**TASK DESCRIPTION**
For the listing below, work out how many lines hold the word "OrderStore" and give that number by itself.

**SUPPLIED MATERIAL**
·····

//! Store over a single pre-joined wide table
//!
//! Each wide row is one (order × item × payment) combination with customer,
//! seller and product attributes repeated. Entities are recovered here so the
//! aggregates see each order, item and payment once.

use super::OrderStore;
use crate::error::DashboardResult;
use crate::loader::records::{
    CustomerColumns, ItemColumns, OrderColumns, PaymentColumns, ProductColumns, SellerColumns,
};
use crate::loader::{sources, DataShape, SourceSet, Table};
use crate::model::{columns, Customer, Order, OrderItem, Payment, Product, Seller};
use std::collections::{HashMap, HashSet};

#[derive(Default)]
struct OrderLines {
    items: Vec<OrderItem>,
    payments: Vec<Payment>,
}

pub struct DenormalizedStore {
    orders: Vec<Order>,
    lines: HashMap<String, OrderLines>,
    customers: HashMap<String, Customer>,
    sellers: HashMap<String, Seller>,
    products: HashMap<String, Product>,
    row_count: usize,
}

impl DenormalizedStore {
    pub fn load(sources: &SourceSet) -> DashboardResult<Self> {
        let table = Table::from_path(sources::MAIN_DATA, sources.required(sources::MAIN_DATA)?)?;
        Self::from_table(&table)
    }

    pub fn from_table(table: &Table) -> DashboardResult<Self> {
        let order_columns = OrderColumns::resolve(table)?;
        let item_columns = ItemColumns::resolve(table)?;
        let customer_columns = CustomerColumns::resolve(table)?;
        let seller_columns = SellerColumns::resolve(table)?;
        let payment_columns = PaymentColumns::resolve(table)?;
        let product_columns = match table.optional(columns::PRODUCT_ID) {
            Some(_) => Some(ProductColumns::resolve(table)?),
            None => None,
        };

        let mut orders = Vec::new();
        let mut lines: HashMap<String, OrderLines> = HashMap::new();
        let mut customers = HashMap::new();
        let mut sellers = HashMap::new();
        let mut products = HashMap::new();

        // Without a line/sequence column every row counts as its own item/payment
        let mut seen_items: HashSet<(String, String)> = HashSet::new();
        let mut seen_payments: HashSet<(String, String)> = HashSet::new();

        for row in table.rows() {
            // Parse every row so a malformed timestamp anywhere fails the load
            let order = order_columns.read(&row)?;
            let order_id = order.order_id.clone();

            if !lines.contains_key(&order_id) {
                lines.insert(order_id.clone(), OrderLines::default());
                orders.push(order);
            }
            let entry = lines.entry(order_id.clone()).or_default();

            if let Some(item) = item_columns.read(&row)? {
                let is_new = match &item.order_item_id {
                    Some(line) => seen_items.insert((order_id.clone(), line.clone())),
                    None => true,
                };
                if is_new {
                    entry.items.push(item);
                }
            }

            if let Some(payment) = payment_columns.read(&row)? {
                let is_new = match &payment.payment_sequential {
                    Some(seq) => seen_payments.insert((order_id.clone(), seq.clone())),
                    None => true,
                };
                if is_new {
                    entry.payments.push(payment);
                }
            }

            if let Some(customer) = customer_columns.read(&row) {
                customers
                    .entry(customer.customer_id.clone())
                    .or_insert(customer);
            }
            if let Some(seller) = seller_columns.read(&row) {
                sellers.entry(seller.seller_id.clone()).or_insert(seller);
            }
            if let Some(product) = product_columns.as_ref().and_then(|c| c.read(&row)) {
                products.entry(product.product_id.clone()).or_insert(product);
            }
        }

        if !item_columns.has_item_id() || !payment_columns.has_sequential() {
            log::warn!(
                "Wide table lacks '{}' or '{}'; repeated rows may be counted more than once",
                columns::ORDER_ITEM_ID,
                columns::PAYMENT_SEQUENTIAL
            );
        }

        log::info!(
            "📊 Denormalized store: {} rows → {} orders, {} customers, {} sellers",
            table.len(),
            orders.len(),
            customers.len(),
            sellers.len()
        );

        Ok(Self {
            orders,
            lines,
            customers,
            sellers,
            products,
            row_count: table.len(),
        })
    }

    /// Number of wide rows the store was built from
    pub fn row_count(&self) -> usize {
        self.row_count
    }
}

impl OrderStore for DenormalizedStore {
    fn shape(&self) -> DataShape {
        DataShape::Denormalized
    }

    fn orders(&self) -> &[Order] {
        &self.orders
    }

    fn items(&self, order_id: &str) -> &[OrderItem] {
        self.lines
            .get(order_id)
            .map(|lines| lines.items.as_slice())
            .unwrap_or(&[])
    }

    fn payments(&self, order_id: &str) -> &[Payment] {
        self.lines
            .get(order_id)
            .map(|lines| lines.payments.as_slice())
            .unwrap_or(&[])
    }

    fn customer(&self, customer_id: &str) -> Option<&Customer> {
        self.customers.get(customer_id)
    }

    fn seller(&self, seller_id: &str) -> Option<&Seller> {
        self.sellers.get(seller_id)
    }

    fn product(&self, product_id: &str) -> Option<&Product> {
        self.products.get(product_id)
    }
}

·····

**ANSWER FOR THIS EXERCISE**
2